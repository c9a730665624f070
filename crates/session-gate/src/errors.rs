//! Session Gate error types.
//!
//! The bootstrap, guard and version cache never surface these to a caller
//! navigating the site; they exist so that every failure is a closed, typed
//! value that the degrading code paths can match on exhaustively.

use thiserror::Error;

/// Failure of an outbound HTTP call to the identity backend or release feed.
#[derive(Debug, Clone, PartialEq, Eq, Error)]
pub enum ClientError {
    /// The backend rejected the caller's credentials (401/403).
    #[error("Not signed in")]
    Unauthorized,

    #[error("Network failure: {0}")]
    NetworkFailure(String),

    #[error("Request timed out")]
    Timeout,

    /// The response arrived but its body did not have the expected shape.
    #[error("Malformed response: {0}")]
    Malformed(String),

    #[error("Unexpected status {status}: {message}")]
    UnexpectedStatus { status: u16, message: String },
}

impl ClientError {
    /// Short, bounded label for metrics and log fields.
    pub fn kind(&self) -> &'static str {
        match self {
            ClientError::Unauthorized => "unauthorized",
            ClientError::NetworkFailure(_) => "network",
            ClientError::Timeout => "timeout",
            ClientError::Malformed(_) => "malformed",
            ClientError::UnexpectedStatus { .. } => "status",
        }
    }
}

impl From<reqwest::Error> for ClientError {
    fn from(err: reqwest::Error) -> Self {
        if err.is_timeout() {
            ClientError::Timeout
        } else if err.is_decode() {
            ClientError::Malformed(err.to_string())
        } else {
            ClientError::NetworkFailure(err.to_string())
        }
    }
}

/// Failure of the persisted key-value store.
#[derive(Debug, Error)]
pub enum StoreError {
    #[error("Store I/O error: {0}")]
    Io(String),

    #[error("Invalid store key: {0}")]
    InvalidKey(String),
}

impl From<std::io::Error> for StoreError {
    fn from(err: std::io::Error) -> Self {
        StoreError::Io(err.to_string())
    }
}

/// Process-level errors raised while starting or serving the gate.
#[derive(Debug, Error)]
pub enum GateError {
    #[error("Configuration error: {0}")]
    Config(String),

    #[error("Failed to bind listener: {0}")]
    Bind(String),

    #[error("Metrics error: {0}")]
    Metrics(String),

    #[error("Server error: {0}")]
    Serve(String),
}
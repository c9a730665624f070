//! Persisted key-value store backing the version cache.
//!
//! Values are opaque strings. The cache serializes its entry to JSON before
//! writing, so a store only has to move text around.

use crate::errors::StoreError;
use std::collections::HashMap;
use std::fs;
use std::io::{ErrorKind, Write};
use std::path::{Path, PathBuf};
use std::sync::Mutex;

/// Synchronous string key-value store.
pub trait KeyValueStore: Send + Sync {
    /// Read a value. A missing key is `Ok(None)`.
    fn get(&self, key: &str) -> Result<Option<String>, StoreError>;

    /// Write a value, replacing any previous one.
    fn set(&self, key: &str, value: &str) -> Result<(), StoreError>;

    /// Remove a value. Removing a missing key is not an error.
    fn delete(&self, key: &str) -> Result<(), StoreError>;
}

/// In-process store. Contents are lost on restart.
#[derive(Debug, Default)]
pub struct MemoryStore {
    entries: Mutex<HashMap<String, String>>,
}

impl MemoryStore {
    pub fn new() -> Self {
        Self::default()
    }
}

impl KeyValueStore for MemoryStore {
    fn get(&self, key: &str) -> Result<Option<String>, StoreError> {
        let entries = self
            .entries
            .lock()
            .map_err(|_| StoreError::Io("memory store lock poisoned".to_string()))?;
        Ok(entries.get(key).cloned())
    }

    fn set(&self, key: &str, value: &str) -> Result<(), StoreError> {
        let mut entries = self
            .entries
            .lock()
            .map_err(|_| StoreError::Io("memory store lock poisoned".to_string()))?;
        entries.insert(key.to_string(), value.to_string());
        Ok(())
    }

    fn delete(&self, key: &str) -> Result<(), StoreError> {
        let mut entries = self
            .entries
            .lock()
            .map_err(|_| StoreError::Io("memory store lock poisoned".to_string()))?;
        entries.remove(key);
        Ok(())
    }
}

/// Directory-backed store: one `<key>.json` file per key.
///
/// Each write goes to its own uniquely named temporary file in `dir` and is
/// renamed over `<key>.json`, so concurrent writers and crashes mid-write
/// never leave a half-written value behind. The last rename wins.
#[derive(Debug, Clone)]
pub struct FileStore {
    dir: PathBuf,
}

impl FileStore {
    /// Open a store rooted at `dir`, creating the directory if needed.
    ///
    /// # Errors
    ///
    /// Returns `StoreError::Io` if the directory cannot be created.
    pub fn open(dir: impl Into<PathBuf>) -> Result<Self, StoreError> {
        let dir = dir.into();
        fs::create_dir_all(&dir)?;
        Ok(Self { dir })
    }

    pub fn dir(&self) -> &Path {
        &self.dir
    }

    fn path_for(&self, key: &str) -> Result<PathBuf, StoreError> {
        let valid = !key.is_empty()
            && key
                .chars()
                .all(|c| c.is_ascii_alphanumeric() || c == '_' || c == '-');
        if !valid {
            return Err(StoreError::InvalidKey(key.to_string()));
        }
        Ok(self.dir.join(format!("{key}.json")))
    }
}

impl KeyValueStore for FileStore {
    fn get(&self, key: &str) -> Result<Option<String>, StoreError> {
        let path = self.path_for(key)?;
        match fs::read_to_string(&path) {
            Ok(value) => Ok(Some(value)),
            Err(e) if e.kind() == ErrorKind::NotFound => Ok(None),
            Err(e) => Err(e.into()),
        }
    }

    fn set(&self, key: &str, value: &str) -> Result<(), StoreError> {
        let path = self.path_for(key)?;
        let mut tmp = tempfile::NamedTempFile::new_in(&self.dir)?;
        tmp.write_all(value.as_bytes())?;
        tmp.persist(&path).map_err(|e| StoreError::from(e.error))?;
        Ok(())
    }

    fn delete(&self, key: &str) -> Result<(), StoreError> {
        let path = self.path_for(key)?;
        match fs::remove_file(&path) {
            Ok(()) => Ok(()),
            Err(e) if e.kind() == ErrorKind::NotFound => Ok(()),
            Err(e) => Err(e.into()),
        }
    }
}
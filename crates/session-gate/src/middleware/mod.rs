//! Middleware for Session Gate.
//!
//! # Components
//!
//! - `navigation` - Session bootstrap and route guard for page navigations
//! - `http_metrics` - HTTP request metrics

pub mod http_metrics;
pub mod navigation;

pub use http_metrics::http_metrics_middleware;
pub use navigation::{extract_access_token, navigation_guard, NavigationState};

________________

▸ ASSIGNMENT
The lines to retype, exactly and only, run from the first line of the material through the line with "use thiserror::Error;".

▸ EXPECTED ANSWER
repository c9a730665624f070
filename crates/session-gate/src/errors.rs
//! Session Gate error types.
//!
//! The bootstrap, guard and version cache never surface these to a caller
//! navigating the site; they exist so that every failure is a closed, typed
//! value that the degrading code paths can match on exhaustively.

use thiserror::Error;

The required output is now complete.